Task details
Write out all of the entries exactly as given.

The data
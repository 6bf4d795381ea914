use crate::{
    error::{MathError, MathResult},
    interpreter::value::{array::MathArray, core::Value},
};

fn single_array<'a>(args: &'a [Value], name: &str) -> MathResult<&'a MathArray> {
    match args {
        [Value::Array(a)] => Ok(a),
        _ => Err(MathError::domain(format!("{name} expects a single array input."))),
    }
}

/// Determinant of a square matrix.
///
/// # Example
/// ```
/// use mathgrader::interpreter::{
///     evaluator::function::array::det,
///     value::{array::MathArray, core::Value},
/// };
///
/// let m = MathArray::real_matrix(&[vec![2.0, 0.0], vec![0.0, 3.0]]).unwrap();
/// assert_eq!(det(&[Value::Array(m)]).unwrap(), Value::from(6.0));
/// ```
pub fn det(args: &[Value]) -> MathResult<Value> {
    Ok(Value::Scalar(single_array(args, "det")?.determinant()))
}

/// Sum of the diagonal entries of a square matrix.
pub fn trace(args: &[Value]) -> MathResult<Value> {
    Ok(Value::Scalar(single_array(args, "trace")?.trace()))
}

/// Transpose of a matrix.
pub fn trans(args: &[Value]) -> MathResult<Value> {
    Ok(Value::Array(single_array(args, "trans")?.transpose()))
}

/// Conjugate transpose of a matrix, also available as `adj`.
pub fn ctrans(args: &[Value]) -> MathResult<Value> {
    Ok(Value::Array(single_array(args, "ctrans")?.conj_transpose()))
}

/// Cross product of two 3-vectors.
pub fn cross(args: &[Value]) -> MathResult<Value> {
    match args {
        [Value::Array(a), Value::Array(b)] => Ok(Value::Array(a.cross(b))),
        _ => Err(MathError::domain("cross expects two vectors of length 3.")),
    }
}

/// Euclidean norm of any value: the modulus of a scalar, the length of a
/// vector, or the Frobenius norm of a matrix or tensor.
pub fn norm(args: &[Value]) -> MathResult<Value> {
    match args {
        [value] => Ok(Value::from(value.norm())),
        _ => Err(MathError::domain("norm expects a single input.")),
    }
}
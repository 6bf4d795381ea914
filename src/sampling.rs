/// Sampling sets for single numbers: intervals, integer ranges, discrete
/// sets and complex regions.
pub mod scalar;

/// Sampling sets for vectors and matrices, including constrained square,
/// orthogonal and unitary matrices.
pub mod array;

/// Random and specific functions for function names.
pub mod function;

/// Variables computed from other variables of the same sample.
pub mod dependent;

/// The per-check [`core::SamplingPlan`] that turns sampling sets into one
/// fresh scope per sample.
pub mod core;
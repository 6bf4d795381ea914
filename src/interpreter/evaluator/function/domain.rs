use crate::{
    error::{MathError, MathResult},
    interpreter::value::{core::Value, shape::describe_shape},
    util::text::ordinal,
};

/// The shape a function expects for one of its arguments.
#[derive(Debug, Clone, Copy, PartialEq, Eq)]
pub enum DomainShape {
    /// A real or complex number.
    Scalar,
    /// A vector, optionally of a fixed length.
    Vector(Option<usize>),
    /// A matrix, optionally of a fixed shape `(rows, cols)`.
    Matrix(Option<(usize, usize)>),
    /// A square matrix of any size.
    SquareMatrix,
    /// Any value at all.
    Any,
}

impl DomainShape {
    /// Returns `true` when `value` has an acceptable shape.
    #[must_use]
    pub fn accepts(self, value: &Value) -> bool {
        match (self, value) {
            (Self::Any, _) | (Self::Scalar, Value::Scalar(_)) => true,
            (Self::Vector(len), Value::Array(a)) => {
                a.ndim() == 1 && len.is_none_or(|n| a.shape()[0] == n)
            },
            (Self::Matrix(dims), Value::Array(a)) => {
                a.ndim() == 2 && dims.is_none_or(|(r, c)| a.shape() == [r, c])
            },
            (Self::SquareMatrix, Value::Array(a)) => a.is_square(),
            _ => false,
        }
    }

    /// Describes the expected shape in the words used by error messages.
    #[must_use]
    pub fn describe(self) -> String {
        match self {
            Self::Scalar => "scalar".to_string(),
            Self::Vector(Some(n)) => describe_shape(&[n]),
            Self::Vector(None) => "vector".to_string(),
            Self::Matrix(Some((r, c))) => describe_shape(&[r, c]),
            Self::Matrix(None) => "matrix".to_string(),
            Self::SquareMatrix => "square matrix".to_string(),
            Self::Any => "value".to_string(),
        }
    }
}

/// Validates every argument against its declared shape.
///
/// Validation does not stop at the first failure: when any argument is
/// rejected, the error lists the status of each argument in order.
///
/// # Errors
/// [`MathError::ArgumentCount`] when the number of arguments differs from
/// `shapes.len()`, or [`MathError::Domain`] with one line per argument.
///
/// # Example
/// ```
/// use mathgrader::interpreter::{
///     evaluator::function::domain::{DomainShape, check_domain},
///     value::{array::MathArray, core::Value},
/// };
///
/// let shapes = [DomainShape::Vector(Some(3)), DomainShape::Vector(Some(3))];
/// let a = Value::Array(MathArray::real_vector(&[1.0, 2.0, 3.0]).unwrap());
/// let b = Value::Array(MathArray::real_vector(&[1.0, 2.0]).unwrap());
///
/// let err = check_domain("cross", &shapes, &[a, b]).unwrap_err();
/// assert_eq!(err.to_string(),
///            "There was an error evaluating function cross(...)\n\
///             1st input is ok: received a vector of length 3 as expected\n\
///             2nd input has an error: received a vector of length 2, expected a vector of length 3");
/// ```
pub fn check_domain(name: &str, shapes: &[DomainShape], args: &[Value]) -> MathResult<()> {
    if args.len() != shapes.len() {
        return Err(MathError::ArgumentCount { name:     name.to_string(),
                                              expected: shapes.len(),
                                              received: args.len(), });
    }

    let mut failed = false;
    let lines = shapes.iter()
                      .zip(args)
                      .enumerate()
                      .map(|(index, (shape, arg))| {
                          let position = ordinal(index + 1);
                          if shape.accepts(arg) {
                              format!("{position} input is ok: received a {} as expected",
                                      arg.describe())
                          } else {
                              failed = true;
                              format!("{position} input has an error: received a {}, expected a {}",
                                      arg.describe(),
                                      shape.describe())
                          }
                      })
                      .collect::<Vec<_>>();

    if !failed {
        return Ok(());
    }

    Err(MathError::domain(format!("There was an error evaluating function {name}(...)\n{}",
                                  lines.join("\n"))))
}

Exercise result
repository 6bf4d795381ea914
use crate::{
    error::{MathError, MathResult},
    interpreter::value::{array::MathArray, core::Value},
};

fn single_array<'a>(args: &'a [Value], name: &str) -> MathResult<&'a MathArray> {
    match args {
        [Value::Array(a)] => Ok(a),
        _ => Err(MathError::domain(format!("{name} expects a single array input."))),
    }
}

/// Determinant of a square matrix.
///
/// # Example
/// ```
/// use mathgrader::interpreter::{
///     evaluator::function::array::det,
///     value::{array::MathArray, core::Value},
/// };
///
/// let m = MathArray::real_matrix(&[vec![2.0, 0.0], vec![0.0, 3.0]]).unwrap();
/// assert_eq!(det(&[Value::Array(m)]).unwrap(), Value::from(6.0));
/// ```
pub fn det(args: &[Value]) -> MathResult<Value> {
    Ok(Value::Scalar(single_array(args, "det")?.determinant()))
}

/// Sum of the diagonal entries of a square matrix.
pub fn trace(args: &[Value]) -> MathResult<Value> {
    Ok(Value::Scalar(single_array(args, "trace")?.trace()))
}

/// Transpose of a matrix.
pub fn trans(args: &[Value]) -> MathResult<Value> {
    Ok(Value::Array(single_array(args, "trans")?.transpose()))
}

/// Conjugate transpose of a matrix, also available as `adj`.
pub fn ctrans(args: &[Value]) -> MathResult<Value> {
    Ok(Value::Array(single_array(args, "ctrans")?.conj_transpose()))
}

/// Cross product of two 3-vectors.
pub fn cross(args: &[Value]) -> MathResult<Value> {
    match args {
        [Value::Array(a), Value::Array(b)] => Ok(Value::Array(a.cross(b))),
        _ => Err(MathError::domain("cross expects two vectors of length 3.")),
    }
}

/// Euclidean norm of any value: the modulus of a scalar, the length of a
/// vector, or the Frobenius norm of a matrix or tensor.
pub fn norm(args: &[Value]) -> MathResult<Value> {
    match args {
        [value] => Ok(Value::from(value.norm())),
        _ => Err(MathError::domain("norm expects a single input.")),
    }
}
repository 6bf4d795381ea914
filename src/sampling.rs
/// Sampling sets for single numbers: intervals, integer ranges, discrete
/// sets and complex regions.
pub mod scalar;

/// Sampling sets for vectors and matrices, including constrained square,
/// orthogonal and unitary matrices.
pub mod array;

/// Random and specific functions for function names.
pub mod function;

/// Variables computed from other variables of the same sample.
pub mod dependent;

/// The per-check [`core::SamplingPlan`] that turns sampling sets into one
/// fresh scope per sample.
pub mod core;
repository 6bf4d795381ea914
filename src/interpreter/evaluator/function/domain.rs
use crate::{
    error::{MathError, MathResult},
    interpreter::value::{core::Value, shape::describe_shape},
    util::text::ordinal,
};

/// The shape a function expects for one of its arguments.
#[derive(Debug, Clone, Copy, PartialEq, Eq)]
pub enum DomainShape {
    /// A real or complex number.
    Scalar,
    /// A vector, optionally of a fixed length.
    Vector(Option<usize>),
    /// A matrix, optionally of a fixed shape `(rows, cols)`.
    Matrix(Option<(usize, usize)>),
    /// A square matrix of any size.
    SquareMatrix,
    /// Any value at all.
    Any,
}

impl DomainShape {
    /// Returns `true` when `value` has an acceptable shape.
    #[must_use]
    pub fn accepts(self, value: &Value) -> bool {
        match (self, value) {
            (Self::Any, _) | (Self::Scalar, Value::Scalar(_)) => true,
            (Self::Vector(len), Value::Array(a)) => {
                a.ndim() == 1 && len.is_none_or(|n| a.shape()[0] == n)
            },
            (Self::Matrix(dims), Value::Array(a)) => {
                a.ndim() == 2 && dims.is_none_or(|(r, c)| a.shape() == [r, c])
            },
            (Self::SquareMatrix, Value::Array(a)) => a.is_square(),
            _ => false,
        }
    }

    /// Describes the expected shape in the words used by error messages.
    #[must_use]
    pub fn describe(self) -> String {
        match self {
            Self::Scalar => "scalar".to_string(),
            Self::Vector(Some(n)) => describe_shape(&[n]),
            Self::Vector(None) => "vector".to_string(),
            Self::Matrix(Some((r, c))) => describe_shape(&[r, c]),
            Self::Matrix(None) => "matrix".to_string(),
            Self::SquareMatrix => "square matrix".to_string(),
            Self::Any => "value".to_string(),
        }
    }
}

/// Validates every argument against its declared shape.
///
/// Validation does not stop at the first failure: when any argument is
/// rejected, the error lists the status of each argument in order.
///
/// # Errors
/// [`MathError::ArgumentCount`] when the number of arguments differs from
/// `shapes.len()`, or [`MathError::Domain`] with one line per argument.
///
/// # Example
/// ```
/// use mathgrader::interpreter::{
///     evaluator::function::domain::{DomainShape, check_domain},
///     value::{array::MathArray, core::Value},
/// };
///
/// let shapes = [DomainShape::Vector(Some(3)), DomainShape::Vector(Some(3))];
/// let a = Value::Array(MathArray::real_vector(&[1.0, 2.0, 3.0]).unwrap());
/// let b = Value::Array(MathArray::real_vector(&[1.0, 2.0]).unwrap());
///
/// let err = check_domain("cross", &shapes, &[a, b]).unwrap_err();
/// assert_eq!(err.to_string(),
///            "There was an error evaluating function cross(...)\n\
///             1st input is ok: received a vector of length 3 as expected\n\
///             2nd input has an error: received a vector of length 2, expected a vector of length 3");
/// ```
pub fn check_domain(name: &str, shapes: &[DomainShape], args: &[Value]) -> MathResult<()> {
    if args.len() != shapes.len() {
        return Err(MathError::ArgumentCount { name:     name.to_string(),
                                              expected: shapes.len(),
                                              received: args.len(), });
    }

    let mut failed = false;
    let lines = shapes.iter()
                      .zip(args)
                      .enumerate()
                      .map(|(index, (shape, arg))| {
                          let position = ordinal(index + 1);
                          if shape.accepts(arg) {
                              format!("{position} input is ok: received a {} as expected",
                                      arg.describe())
                          } else {
                              failed = true;
                              format!("{position} input has an error: received a {}, expected a {}",
                                      arg.describe(),
                                      shape.describe())
                          }
                      })
                      .collect::<Vec<_>>();

    if !failed {
        return Ok(());
    }

    Err(MathError::domain(format!("There was an error evaluating function {name}(...)\n{}",
                                  lines.join("\n"))))
}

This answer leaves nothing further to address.